= WHAT IS NEEDED =
The required output is every line from the beginning of the entries below through the line that includes "let mut row = vec![0u8; buf.stride()];", copied exactly.

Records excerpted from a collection
····················
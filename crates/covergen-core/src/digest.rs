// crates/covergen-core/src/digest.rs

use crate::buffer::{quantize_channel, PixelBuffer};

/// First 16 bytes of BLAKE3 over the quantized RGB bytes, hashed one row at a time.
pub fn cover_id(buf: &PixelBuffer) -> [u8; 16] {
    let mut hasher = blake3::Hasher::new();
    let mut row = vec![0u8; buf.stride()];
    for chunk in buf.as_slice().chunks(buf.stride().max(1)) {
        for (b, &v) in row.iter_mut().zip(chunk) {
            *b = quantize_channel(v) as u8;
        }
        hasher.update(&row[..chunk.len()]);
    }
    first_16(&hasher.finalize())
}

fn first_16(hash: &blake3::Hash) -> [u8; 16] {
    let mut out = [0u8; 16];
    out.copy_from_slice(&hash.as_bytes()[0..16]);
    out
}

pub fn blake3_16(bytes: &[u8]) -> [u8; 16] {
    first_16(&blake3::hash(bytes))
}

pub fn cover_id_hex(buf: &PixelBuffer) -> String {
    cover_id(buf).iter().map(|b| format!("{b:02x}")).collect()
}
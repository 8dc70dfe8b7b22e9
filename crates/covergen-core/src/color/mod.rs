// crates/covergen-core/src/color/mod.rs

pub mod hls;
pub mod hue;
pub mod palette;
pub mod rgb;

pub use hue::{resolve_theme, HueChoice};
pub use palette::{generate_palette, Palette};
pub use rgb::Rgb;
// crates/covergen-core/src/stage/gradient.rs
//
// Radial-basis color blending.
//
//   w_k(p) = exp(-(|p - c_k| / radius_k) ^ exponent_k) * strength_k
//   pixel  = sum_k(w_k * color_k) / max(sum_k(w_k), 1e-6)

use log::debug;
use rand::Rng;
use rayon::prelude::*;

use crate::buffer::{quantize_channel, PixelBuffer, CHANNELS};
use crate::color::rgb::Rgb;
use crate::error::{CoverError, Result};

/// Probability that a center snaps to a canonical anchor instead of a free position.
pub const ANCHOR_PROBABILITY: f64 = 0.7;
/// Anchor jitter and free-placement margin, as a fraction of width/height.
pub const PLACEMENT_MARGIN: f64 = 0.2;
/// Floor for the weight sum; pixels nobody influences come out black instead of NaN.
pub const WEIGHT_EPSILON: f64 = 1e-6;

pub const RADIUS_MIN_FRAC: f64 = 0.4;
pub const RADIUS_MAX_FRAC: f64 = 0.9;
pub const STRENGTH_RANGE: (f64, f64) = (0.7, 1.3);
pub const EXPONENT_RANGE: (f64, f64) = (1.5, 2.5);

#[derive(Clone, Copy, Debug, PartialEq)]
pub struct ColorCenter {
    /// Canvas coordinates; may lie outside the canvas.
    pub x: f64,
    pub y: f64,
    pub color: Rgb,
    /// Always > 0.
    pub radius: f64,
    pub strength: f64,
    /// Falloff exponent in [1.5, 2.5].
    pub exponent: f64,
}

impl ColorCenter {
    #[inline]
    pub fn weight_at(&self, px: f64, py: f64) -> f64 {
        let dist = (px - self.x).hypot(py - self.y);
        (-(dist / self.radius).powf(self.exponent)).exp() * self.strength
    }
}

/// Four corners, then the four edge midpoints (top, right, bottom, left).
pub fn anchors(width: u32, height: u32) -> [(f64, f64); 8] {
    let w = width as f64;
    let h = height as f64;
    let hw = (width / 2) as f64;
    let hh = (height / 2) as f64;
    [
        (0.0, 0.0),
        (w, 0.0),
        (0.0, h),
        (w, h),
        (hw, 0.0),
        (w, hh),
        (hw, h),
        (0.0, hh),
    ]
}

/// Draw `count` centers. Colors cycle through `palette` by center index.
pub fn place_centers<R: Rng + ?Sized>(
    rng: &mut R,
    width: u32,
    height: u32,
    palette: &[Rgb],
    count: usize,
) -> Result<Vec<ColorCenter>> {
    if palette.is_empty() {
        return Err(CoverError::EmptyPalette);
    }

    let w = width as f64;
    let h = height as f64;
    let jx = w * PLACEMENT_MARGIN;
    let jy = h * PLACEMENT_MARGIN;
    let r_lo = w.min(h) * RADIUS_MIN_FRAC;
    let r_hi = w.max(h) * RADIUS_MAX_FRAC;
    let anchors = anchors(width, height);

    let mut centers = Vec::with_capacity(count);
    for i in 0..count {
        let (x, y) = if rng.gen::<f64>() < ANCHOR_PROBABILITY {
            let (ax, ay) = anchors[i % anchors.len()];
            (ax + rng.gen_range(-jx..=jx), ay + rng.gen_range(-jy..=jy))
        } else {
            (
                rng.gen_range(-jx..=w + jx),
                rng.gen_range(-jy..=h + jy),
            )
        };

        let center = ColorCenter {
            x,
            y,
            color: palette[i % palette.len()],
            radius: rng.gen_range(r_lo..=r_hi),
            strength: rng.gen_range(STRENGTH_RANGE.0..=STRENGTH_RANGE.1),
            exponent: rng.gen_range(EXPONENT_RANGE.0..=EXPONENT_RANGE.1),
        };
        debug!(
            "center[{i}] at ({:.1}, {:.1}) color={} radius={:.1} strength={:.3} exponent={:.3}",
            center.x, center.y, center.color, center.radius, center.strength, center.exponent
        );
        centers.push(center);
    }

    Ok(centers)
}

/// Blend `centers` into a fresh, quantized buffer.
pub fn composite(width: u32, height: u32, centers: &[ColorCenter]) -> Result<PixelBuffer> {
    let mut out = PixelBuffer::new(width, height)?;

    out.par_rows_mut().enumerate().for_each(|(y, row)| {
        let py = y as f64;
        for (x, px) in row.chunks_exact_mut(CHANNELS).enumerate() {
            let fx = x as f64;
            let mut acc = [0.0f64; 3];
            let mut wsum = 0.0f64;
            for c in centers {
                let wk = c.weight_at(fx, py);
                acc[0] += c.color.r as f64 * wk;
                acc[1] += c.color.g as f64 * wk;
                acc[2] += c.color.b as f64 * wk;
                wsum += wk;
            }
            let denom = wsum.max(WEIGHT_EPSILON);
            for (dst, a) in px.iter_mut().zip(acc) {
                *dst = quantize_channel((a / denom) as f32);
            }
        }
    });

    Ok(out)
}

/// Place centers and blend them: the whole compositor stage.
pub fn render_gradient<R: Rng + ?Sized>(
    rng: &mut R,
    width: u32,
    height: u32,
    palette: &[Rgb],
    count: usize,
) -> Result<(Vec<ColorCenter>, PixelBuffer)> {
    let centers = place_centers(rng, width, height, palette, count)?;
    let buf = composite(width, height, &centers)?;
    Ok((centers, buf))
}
····················
= SOLUTION TO THE PROBLEM =
filename crates/covergen-core/src/digest.rs
// crates/covergen-core/src/digest.rs

use crate::buffer::{quantize_channel, PixelBuffer};

/// First 16 bytes of BLAKE3 over the quantized RGB bytes, hashed one row at a time.
pub fn cover_id(buf: &PixelBuffer) -> [u8; 16] {
    let mut hasher = blake3::Hasher::new();
    let mut row = vec![0u8; buf.stride()];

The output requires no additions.